----- AVAILABLE DATA -----

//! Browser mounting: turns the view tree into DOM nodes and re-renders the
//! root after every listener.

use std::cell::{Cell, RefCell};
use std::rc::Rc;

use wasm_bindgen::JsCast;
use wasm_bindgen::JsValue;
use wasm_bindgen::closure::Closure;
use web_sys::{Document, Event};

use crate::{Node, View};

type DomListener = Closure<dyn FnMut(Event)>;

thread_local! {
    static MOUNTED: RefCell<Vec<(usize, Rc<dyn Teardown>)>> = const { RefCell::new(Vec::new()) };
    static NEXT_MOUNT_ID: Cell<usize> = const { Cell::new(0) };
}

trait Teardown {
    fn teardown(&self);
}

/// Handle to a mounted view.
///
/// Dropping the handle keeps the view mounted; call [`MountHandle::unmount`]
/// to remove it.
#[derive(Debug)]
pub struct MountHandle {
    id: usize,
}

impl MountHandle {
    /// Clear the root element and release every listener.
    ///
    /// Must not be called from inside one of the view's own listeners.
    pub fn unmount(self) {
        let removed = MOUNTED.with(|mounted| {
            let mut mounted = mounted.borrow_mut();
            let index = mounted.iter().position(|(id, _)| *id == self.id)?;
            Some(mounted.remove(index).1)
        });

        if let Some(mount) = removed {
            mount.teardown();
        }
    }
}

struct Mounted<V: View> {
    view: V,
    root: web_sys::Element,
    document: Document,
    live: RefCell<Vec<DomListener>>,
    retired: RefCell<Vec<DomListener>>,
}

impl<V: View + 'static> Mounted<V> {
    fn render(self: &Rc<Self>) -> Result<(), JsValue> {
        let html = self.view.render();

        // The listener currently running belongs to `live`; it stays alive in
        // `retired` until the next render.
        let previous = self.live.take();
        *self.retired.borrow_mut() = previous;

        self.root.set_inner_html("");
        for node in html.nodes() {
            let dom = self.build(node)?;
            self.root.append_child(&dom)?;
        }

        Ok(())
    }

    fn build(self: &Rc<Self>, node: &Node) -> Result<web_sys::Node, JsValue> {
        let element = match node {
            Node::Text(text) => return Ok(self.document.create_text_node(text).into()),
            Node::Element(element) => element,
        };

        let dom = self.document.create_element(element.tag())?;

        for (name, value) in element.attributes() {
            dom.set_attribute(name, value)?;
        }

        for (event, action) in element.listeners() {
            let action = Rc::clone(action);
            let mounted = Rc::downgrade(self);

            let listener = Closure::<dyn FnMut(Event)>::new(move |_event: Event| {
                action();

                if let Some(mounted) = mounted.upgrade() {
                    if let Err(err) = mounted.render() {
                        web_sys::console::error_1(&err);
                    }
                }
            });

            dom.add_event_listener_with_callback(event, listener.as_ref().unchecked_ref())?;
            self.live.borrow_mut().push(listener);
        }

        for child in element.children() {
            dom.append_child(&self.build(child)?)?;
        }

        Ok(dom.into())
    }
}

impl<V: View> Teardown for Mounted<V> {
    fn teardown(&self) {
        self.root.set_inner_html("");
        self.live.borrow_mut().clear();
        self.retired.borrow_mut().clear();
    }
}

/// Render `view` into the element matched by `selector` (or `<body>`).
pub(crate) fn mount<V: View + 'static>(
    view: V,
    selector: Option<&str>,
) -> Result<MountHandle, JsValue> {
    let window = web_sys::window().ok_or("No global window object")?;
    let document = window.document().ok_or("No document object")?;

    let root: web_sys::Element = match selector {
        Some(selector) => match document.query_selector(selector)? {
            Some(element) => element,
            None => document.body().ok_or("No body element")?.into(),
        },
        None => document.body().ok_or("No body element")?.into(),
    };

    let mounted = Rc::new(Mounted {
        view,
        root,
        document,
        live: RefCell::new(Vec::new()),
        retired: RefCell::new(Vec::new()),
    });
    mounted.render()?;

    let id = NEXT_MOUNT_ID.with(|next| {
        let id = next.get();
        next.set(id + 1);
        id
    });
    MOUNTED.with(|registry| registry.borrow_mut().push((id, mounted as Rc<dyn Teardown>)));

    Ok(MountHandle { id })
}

-----
----- AVAILABLE DATA -----

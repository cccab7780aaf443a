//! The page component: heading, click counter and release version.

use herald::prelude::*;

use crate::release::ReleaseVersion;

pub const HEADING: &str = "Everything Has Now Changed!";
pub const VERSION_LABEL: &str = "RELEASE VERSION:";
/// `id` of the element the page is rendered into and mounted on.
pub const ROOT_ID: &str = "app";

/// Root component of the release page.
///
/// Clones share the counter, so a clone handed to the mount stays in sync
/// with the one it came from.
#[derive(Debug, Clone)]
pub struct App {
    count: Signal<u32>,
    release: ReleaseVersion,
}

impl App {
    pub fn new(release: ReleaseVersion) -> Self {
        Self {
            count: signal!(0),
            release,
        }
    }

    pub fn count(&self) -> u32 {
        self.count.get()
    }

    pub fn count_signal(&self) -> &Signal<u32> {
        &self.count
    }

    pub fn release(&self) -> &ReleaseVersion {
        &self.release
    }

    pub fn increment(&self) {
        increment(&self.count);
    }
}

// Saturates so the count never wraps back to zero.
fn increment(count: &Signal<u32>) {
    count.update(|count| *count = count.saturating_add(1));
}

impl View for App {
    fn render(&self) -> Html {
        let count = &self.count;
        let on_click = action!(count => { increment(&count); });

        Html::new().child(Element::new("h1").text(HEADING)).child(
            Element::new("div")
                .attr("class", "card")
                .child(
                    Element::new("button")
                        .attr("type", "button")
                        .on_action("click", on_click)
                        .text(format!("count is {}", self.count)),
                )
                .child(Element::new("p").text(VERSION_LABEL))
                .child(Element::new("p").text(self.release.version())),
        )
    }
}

-----
----- AVAILABLE DATA -----

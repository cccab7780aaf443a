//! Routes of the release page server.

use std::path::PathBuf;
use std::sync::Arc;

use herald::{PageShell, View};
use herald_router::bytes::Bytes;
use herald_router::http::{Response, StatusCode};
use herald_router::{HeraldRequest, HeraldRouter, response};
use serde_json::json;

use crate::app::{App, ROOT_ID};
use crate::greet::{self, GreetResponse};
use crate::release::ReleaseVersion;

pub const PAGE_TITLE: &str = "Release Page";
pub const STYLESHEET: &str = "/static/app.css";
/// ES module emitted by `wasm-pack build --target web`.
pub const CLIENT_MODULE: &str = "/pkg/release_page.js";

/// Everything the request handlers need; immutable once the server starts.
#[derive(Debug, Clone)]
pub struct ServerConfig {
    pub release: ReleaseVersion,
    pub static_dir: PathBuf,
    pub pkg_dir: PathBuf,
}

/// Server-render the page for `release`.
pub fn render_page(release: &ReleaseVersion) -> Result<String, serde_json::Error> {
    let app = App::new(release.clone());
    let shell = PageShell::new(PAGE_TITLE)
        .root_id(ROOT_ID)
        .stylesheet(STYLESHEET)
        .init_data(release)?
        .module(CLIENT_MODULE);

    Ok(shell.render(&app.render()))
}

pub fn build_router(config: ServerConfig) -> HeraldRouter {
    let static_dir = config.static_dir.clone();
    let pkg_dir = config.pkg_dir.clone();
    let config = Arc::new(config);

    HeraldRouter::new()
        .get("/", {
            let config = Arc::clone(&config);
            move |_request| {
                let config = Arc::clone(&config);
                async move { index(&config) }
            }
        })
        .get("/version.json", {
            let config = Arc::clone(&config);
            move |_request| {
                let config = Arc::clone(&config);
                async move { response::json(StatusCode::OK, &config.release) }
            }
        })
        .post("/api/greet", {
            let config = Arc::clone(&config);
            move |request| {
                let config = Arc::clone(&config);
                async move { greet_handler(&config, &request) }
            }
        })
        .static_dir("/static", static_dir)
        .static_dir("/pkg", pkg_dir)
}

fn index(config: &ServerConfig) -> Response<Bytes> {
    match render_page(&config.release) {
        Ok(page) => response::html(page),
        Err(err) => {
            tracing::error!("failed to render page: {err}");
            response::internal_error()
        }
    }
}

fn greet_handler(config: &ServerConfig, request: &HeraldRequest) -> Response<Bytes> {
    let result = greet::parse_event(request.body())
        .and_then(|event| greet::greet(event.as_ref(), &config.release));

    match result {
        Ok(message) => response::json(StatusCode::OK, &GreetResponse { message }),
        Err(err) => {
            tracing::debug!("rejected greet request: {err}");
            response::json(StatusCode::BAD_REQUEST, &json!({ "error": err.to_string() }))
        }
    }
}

-----

REQUIRED ACTION:
Pull each line that includes the word "counter" out of the material above.

ANSWER SECTION:
//! The page component: heading, click counter and release version.
/// Clones share the counter, so a clone handed to the mount stays in sync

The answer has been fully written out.